- _Raw data_
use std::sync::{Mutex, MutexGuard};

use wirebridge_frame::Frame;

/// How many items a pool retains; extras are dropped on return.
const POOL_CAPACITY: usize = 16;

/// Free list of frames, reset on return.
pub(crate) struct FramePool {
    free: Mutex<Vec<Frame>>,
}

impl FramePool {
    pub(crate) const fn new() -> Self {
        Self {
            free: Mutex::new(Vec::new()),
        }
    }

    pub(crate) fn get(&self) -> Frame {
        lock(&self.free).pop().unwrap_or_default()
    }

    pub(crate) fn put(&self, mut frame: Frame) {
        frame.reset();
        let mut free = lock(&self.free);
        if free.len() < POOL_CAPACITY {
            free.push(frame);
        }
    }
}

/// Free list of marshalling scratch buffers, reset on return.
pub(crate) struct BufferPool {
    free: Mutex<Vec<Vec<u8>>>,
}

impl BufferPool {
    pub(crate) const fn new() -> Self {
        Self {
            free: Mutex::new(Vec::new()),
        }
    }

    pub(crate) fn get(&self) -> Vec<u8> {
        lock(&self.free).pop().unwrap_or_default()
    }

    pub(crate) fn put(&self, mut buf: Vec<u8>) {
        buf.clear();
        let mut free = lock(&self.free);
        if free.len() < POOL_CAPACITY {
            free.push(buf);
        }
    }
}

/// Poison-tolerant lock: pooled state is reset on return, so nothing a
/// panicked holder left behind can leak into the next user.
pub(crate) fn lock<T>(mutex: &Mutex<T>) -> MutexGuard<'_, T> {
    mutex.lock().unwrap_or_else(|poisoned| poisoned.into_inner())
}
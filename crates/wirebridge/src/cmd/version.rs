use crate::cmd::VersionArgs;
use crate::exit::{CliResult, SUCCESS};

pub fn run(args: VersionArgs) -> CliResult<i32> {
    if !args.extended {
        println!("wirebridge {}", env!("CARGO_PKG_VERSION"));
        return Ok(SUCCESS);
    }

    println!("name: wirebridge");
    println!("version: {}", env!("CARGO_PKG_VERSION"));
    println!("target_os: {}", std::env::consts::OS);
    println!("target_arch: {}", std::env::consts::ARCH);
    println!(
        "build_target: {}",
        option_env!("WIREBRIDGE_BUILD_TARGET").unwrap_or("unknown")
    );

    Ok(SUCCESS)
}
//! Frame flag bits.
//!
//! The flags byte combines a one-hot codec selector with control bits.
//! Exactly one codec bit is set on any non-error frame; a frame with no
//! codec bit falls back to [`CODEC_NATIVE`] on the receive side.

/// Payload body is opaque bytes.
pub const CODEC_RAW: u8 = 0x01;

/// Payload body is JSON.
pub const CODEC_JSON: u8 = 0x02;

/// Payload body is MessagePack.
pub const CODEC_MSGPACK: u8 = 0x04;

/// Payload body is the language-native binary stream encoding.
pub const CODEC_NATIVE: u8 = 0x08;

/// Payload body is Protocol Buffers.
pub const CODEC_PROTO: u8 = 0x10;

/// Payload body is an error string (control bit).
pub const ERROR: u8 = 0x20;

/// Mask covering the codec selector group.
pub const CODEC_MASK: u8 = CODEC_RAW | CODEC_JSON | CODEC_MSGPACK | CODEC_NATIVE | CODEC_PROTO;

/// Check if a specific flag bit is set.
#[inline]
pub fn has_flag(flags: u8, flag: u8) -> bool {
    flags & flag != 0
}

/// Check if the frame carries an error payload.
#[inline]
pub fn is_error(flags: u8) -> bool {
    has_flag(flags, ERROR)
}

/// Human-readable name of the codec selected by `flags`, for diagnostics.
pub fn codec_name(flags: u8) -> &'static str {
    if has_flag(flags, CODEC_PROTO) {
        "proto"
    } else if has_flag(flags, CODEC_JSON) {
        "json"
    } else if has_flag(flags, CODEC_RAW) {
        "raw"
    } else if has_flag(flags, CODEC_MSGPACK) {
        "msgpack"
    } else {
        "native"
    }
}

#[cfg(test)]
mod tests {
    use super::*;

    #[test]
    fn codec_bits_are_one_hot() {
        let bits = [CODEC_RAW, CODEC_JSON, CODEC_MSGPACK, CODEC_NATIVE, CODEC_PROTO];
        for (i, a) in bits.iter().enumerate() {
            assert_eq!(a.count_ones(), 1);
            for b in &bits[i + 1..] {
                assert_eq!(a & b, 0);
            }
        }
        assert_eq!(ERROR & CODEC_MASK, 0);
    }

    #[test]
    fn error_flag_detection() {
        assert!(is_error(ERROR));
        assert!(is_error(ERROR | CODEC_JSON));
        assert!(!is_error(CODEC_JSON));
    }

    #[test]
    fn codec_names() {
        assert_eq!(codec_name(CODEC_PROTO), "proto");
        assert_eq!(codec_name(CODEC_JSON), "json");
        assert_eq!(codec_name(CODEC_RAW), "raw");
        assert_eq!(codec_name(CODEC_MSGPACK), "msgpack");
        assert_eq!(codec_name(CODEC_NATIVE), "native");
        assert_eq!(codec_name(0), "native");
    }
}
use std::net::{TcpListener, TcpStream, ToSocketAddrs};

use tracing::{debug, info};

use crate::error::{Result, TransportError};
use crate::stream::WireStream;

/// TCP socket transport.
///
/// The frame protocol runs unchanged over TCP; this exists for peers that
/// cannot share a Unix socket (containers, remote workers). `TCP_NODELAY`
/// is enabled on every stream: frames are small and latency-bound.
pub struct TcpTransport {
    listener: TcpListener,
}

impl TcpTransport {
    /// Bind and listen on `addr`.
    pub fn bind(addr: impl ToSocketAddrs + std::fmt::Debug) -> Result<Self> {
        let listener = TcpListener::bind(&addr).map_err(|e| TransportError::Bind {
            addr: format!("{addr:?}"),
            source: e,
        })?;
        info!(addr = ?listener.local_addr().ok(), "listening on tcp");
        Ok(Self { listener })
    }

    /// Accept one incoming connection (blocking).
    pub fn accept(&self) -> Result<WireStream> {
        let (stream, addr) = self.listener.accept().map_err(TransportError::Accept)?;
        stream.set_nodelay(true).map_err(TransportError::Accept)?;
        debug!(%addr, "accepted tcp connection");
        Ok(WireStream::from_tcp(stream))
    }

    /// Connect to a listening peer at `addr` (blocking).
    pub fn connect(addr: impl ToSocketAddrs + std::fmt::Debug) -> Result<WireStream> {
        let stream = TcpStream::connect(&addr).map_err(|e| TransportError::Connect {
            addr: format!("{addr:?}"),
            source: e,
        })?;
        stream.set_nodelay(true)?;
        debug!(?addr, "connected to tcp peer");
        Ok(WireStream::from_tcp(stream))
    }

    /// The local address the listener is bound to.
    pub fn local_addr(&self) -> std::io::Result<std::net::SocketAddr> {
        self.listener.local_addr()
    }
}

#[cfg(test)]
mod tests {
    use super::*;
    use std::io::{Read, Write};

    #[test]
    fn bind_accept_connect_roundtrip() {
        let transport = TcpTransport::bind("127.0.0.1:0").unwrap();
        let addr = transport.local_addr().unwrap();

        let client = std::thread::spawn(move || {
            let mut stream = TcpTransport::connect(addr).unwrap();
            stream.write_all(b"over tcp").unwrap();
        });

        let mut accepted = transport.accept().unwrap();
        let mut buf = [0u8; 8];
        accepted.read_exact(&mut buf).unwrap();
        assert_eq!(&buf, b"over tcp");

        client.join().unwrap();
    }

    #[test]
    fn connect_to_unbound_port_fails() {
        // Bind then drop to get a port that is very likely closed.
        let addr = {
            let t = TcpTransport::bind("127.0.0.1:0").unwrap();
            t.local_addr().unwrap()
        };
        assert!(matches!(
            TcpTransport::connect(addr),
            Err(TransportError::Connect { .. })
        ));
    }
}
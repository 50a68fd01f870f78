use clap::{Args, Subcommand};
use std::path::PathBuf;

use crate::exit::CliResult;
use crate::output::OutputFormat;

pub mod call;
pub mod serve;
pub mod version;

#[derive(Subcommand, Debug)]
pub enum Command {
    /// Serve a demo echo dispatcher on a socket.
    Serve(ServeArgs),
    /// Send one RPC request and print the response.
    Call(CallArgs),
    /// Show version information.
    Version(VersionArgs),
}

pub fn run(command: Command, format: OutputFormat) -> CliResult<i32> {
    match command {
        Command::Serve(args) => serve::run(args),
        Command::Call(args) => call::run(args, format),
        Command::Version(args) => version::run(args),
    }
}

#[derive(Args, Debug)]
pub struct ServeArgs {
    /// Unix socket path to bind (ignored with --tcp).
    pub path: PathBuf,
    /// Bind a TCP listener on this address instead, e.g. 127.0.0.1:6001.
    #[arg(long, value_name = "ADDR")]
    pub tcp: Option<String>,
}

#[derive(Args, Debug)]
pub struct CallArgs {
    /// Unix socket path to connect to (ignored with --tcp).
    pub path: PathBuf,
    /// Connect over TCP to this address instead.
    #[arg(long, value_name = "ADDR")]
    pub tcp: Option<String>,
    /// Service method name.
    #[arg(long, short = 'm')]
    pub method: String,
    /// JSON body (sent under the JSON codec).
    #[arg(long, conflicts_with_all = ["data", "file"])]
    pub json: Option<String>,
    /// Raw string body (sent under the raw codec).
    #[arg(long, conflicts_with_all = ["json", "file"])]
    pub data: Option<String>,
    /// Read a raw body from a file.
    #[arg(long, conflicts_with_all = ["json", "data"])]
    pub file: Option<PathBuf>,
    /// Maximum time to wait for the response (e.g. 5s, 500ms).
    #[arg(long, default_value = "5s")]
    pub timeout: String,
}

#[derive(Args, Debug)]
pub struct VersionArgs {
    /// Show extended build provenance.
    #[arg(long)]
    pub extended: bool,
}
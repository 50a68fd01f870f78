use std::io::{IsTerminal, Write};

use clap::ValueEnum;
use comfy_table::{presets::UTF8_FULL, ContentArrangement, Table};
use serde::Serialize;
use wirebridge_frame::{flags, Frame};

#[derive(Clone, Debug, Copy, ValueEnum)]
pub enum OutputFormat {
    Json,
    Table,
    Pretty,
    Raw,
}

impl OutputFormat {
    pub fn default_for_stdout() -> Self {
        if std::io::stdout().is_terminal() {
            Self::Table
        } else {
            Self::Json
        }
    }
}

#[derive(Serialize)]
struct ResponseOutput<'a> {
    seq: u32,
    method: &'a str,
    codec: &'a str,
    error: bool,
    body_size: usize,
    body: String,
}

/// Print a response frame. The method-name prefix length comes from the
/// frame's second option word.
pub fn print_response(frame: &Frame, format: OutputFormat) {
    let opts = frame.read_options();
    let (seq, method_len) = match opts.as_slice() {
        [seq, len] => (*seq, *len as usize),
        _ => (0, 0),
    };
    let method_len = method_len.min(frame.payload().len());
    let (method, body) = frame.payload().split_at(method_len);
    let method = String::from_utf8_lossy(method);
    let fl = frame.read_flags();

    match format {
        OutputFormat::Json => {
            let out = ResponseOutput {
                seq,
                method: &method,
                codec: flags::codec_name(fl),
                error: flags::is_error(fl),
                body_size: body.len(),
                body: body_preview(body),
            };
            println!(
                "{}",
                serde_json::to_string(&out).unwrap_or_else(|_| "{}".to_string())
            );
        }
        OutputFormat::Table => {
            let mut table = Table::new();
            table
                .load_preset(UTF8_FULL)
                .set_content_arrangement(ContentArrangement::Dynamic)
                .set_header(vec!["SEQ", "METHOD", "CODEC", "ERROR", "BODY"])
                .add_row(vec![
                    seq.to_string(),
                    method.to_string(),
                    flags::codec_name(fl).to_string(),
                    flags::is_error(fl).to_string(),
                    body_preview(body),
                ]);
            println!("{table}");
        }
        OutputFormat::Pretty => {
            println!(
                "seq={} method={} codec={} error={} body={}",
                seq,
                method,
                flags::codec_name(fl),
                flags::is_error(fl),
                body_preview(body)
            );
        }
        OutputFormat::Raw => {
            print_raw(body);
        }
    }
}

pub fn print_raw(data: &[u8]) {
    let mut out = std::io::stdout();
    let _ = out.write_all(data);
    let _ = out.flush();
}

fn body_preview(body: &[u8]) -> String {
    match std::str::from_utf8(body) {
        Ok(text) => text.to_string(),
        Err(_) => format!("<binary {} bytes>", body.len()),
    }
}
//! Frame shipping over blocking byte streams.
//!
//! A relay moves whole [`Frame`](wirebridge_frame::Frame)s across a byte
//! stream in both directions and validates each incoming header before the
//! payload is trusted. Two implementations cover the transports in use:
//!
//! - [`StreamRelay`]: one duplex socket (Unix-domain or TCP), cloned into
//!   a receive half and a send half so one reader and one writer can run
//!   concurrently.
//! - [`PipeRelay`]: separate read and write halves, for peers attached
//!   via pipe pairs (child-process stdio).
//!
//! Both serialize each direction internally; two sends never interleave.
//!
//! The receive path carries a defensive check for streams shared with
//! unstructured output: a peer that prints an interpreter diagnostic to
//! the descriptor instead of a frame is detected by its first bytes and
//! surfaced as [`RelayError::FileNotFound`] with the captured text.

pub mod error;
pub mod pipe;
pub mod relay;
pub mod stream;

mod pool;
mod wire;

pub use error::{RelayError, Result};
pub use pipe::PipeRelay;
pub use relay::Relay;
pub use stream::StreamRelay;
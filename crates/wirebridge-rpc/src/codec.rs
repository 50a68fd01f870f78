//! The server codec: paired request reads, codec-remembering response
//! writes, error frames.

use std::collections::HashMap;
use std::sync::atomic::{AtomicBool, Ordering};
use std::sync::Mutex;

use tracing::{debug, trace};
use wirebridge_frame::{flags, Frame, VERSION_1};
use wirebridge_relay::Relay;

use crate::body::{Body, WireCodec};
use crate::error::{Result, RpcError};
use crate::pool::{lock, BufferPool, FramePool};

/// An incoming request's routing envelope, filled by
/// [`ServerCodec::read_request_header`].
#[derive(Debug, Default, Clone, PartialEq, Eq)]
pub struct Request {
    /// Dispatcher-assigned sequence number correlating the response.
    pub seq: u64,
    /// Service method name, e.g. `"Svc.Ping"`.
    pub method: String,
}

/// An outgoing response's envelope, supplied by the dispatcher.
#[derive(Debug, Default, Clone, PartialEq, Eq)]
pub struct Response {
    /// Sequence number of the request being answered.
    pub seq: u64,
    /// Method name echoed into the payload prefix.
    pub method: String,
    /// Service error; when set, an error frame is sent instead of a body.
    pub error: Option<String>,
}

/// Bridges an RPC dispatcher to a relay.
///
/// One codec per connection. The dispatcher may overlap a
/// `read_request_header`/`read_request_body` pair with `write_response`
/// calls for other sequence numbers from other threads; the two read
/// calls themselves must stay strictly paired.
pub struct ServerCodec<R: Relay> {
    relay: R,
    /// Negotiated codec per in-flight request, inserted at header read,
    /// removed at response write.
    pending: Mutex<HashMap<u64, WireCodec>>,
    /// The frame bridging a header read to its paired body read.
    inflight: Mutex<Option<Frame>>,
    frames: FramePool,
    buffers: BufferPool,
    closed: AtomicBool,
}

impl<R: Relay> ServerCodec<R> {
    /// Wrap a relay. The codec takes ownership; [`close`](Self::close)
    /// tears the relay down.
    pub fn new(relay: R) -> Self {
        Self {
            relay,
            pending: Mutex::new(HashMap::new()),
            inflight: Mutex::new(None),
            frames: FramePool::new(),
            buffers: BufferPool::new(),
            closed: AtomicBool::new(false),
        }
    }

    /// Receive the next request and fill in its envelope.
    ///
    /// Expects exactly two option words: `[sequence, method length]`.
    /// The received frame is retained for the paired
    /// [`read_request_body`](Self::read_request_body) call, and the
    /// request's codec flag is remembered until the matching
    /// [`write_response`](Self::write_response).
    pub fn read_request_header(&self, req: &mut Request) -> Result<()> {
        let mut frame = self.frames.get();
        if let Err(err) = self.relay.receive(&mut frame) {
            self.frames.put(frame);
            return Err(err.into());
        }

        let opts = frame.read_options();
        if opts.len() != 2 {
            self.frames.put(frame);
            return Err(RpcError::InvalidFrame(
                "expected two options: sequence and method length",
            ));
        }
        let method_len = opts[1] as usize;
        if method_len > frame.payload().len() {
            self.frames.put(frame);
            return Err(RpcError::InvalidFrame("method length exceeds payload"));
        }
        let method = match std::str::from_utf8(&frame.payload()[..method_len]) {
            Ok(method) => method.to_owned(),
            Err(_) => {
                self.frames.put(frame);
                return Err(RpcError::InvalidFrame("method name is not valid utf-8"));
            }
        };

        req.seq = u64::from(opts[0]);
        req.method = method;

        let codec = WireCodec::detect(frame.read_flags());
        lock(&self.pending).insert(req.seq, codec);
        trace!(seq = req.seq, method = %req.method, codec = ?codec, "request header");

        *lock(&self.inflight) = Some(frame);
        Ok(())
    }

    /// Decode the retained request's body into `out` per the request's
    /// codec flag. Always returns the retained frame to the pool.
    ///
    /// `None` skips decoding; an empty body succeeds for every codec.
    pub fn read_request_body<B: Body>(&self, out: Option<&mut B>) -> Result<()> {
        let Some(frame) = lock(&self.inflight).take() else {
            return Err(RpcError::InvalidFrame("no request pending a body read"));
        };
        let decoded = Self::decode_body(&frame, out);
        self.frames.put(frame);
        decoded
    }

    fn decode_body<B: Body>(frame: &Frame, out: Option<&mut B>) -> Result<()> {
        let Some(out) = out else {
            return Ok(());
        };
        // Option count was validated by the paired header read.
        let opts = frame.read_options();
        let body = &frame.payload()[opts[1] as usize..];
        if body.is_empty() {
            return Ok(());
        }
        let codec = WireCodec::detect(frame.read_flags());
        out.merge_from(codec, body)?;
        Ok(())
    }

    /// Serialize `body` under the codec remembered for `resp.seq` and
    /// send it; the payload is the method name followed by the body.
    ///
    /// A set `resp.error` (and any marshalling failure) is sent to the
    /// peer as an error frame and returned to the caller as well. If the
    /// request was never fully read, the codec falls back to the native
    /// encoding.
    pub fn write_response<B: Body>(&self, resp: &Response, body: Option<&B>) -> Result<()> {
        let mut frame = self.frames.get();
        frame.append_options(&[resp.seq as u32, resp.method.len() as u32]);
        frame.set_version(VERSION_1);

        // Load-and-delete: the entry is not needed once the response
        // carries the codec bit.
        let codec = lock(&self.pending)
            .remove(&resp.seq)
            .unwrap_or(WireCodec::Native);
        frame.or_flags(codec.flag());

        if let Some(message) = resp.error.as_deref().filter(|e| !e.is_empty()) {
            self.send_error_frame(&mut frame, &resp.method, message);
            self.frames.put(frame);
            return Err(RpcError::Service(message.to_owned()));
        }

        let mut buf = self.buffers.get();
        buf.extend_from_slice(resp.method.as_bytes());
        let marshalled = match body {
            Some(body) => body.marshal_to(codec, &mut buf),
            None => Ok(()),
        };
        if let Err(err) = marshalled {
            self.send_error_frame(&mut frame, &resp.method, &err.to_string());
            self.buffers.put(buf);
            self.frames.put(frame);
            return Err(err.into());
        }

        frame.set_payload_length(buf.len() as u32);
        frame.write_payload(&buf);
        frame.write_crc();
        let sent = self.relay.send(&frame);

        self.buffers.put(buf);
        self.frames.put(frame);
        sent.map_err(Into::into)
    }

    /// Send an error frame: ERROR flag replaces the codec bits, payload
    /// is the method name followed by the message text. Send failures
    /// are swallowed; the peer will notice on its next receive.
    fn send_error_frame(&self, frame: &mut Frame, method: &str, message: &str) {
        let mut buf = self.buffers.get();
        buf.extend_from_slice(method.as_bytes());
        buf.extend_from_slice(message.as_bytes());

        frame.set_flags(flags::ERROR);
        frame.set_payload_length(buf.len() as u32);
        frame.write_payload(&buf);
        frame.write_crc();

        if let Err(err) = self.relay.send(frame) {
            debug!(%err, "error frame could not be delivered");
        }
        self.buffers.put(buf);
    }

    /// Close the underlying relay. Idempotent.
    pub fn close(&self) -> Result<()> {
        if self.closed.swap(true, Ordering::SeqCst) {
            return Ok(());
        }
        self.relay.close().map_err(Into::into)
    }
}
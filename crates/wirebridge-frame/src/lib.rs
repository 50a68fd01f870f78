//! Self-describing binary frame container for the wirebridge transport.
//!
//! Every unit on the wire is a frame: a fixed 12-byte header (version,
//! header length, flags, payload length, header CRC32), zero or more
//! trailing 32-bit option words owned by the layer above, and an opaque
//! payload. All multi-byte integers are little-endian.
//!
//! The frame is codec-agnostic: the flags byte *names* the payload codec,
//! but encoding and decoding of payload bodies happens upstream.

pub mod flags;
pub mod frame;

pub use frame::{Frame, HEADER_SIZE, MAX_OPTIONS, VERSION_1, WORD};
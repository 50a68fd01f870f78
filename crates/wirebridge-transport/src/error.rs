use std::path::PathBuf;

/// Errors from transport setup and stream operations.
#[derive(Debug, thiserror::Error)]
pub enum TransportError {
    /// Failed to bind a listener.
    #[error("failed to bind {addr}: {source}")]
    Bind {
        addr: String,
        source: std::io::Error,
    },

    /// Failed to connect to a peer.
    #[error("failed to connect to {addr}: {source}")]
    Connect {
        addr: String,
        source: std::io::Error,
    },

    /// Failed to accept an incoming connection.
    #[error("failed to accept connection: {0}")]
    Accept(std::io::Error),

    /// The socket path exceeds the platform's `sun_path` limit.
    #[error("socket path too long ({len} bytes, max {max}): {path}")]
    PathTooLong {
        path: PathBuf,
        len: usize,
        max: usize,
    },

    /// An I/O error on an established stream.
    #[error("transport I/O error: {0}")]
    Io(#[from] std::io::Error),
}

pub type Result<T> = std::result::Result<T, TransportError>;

- _Goal of the exercise_
Copy the records above exactly, beginning at the line that contains "free.push(frame);" and stopping after the line that contains "pub fn run(args: VersionArgs)".

- _Answer box_
            free.push(frame);
        }
    }
}

/// Free list of marshalling scratch buffers, reset on return.
pub(crate) struct BufferPool {
    free: Mutex<Vec<Vec<u8>>>,
}

impl BufferPool {
    pub(crate) const fn new() -> Self {
        Self {
            free: Mutex::new(Vec::new()),
        }
    }

    pub(crate) fn get(&self) -> Vec<u8> {
        lock(&self.free).pop().unwrap_or_default()
    }

    pub(crate) fn put(&self, mut buf: Vec<u8>) {
        buf.clear();
        let mut free = lock(&self.free);
        if free.len() < POOL_CAPACITY {
            free.push(buf);
        }
    }
}

/// Poison-tolerant lock: pooled state is reset on return, so nothing a
/// panicked holder left behind can leak into the next user.
pub(crate) fn lock<T>(mutex: &Mutex<T>) -> MutexGuard<'_, T> {
    mutex.lock().unwrap_or_else(|poisoned| poisoned.into_inner())
}
filename crates/wirebridge/src/cmd/version.rs
use crate::cmd::VersionArgs;
use crate::exit::{CliResult, SUCCESS};

pub fn run(args: VersionArgs) -> CliResult<i32> {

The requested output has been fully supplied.